A Night of Strength Gala, was a moving and powerful evening that opened with a message from Oscar De La Hoya asking everyone in the room to join him in “giving strength” that evening.  Almost 300 people enjoyed live music, fabulous food and craft cocktails, as well as listening to powerful messages from both Duchenne parents and UCLA scientists, but also filmed messages from Oscar De La Hoya and Kobe Bryant.  The highlight of the evening is when we surprised a local struggling, Duchenne family, with a handicap accessible van for their 18 year old son, Jayleen.   That night changed their lives forever.  The silent auction was a treasure trove of priceless athletic memorabilia including a signed shoe from Kobe Bryant, a signed shoe from Julius Randle, a signed Basketball from Meta World Peace, and a signed glove from Oscar De La Hoya.  The live auction brought in almost $100,000 alone.
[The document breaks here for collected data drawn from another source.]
//! 准入上下文

use crate::steps::RelayError;
use relaycast_balancer::ExcludeChannels;
use relaycast_core::models::{Channel, Token};
use relaycast_quota::Reservation;
use serde::{Deserialize, Serialize};
use std::sync::Arc;
use std::time::Instant;

/// 中转请求的准入参数
#[derive(Debug, Clone, PartialEq, Eq, Serialize, Deserialize)]
pub struct RelayRequest {
    pub request_id: String,
    pub token_key: String,
    pub model: String,
    pub prompt_tokens: u32,
}

impl RelayRequest {
    /// 创建请求，自动生成请求 ID
    pub fn new(token_key: impl Into<String>, model: impl Into<String>, prompt_tokens: u32) -> Self {
        Self {
            request_id: uuid::Uuid::new_v4().to_string(),
            token_key: token_key.into(),
            model: model.into(),
            prompt_tokens,
        }
    }

    pub fn with_request_id(mut self, request_id: impl Into<String>) -> Self {
        self.request_id = request_id.into();
        self
    }
}

/// 准入过程中各步骤逐步填充的上下文
#[derive(Debug)]
pub struct AdmissionContext {
    pub request: RelayRequest,
    /// 认证通过的令牌
    pub token: Option<Token>,
    /// 令牌所属用户的分组
    pub group: Option<String>,
    pub channel: Option<Arc<Channel>>,
    /// 已尝试过的渠道
    pub tried: ExcludeChannels,
    pub reservation: Option<Reservation>,
    pub started_at: Instant,
}

impl AdmissionContext {
    pub fn new(request: RelayRequest) -> Self {
        Self {
            request,
            token: None,
            group: None,
            channel: None,
            tried: ExcludeChannels::new(),
            reservation: None,
            started_at: Instant::now(),
        }
    }

    pub fn request_id(&self) -> &str {
        &self.request.request_id
    }

    pub fn model(&self) -> &str {
        &self.request.model
    }

    pub fn token(&self) -> Result<&Token, RelayError> {
        self.token
            .as_ref()
            .ok_or_else(|| RelayError::Internal("上下文缺少令牌，认证步骤未执行".to_string()))
    }

    pub fn group(&self) -> Result<&str, RelayError> {
        self.group
            .as_deref()
            .ok_or_else(|| RelayError::Internal("上下文缺少用户分组，认证步骤未执行".to_string()))
    }

    pub fn channel(&self) -> Result<&Arc<Channel>, RelayError> {
        self.channel
            .as_ref()
            .ok_or_else(|| RelayError::Internal("上下文缺少渠道，路由步骤未执行".to_string()))
    }

    /// 所有步骤完成后转换为准入结果
    pub fn into_admission(self) -> Result<Admission, RelayError> {
        let token = self.token()?.clone();
        let group = self.group()?.to_string();
        let channel = self.channel()?.clone();
        let reservation = self
            .reservation
            .ok_or_else(|| RelayError::Internal("上下文缺少预扣，额度步骤未执行".to_string()))?;
        Ok(Admission {
            request_id: self.request.request_id,
            model: self.request.model,
            user_id: token.user_id,
            token_id: token.id,
            group,
            channel,
            tried: self.tried,
            reservation,
            attempts: 1,
            started_at: self.started_at,
        })
    }
}

/// 已准入的请求，持有额度预扣直到完成或中止
#[derive(Debug)]
pub struct Admission {
    pub request_id: String,
    pub model: String,
    pub user_id: i64,
    pub token_id: i64,
    pub group: String,
    /// 当前使用的渠道
    pub channel: Arc<Channel>,
    pub tried: ExcludeChannels,
    pub reservation: Reservation,
    /// 已使用的渠道数
    pub attempts: u32,
    pub started_at: Instant,
}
After the dinner and silent auction, guests strolled over to the casino room and were entertained with DJ music and craft cocktails.

The energy and support from the entire community made our spirits soar and gave us an undeniable strength. Our prayers and wishes were granted, and the athletic world now knows Duchenne. Our prayers were answered, and we look forward to how their muscles are to continue to help us and our boys keep walking strong.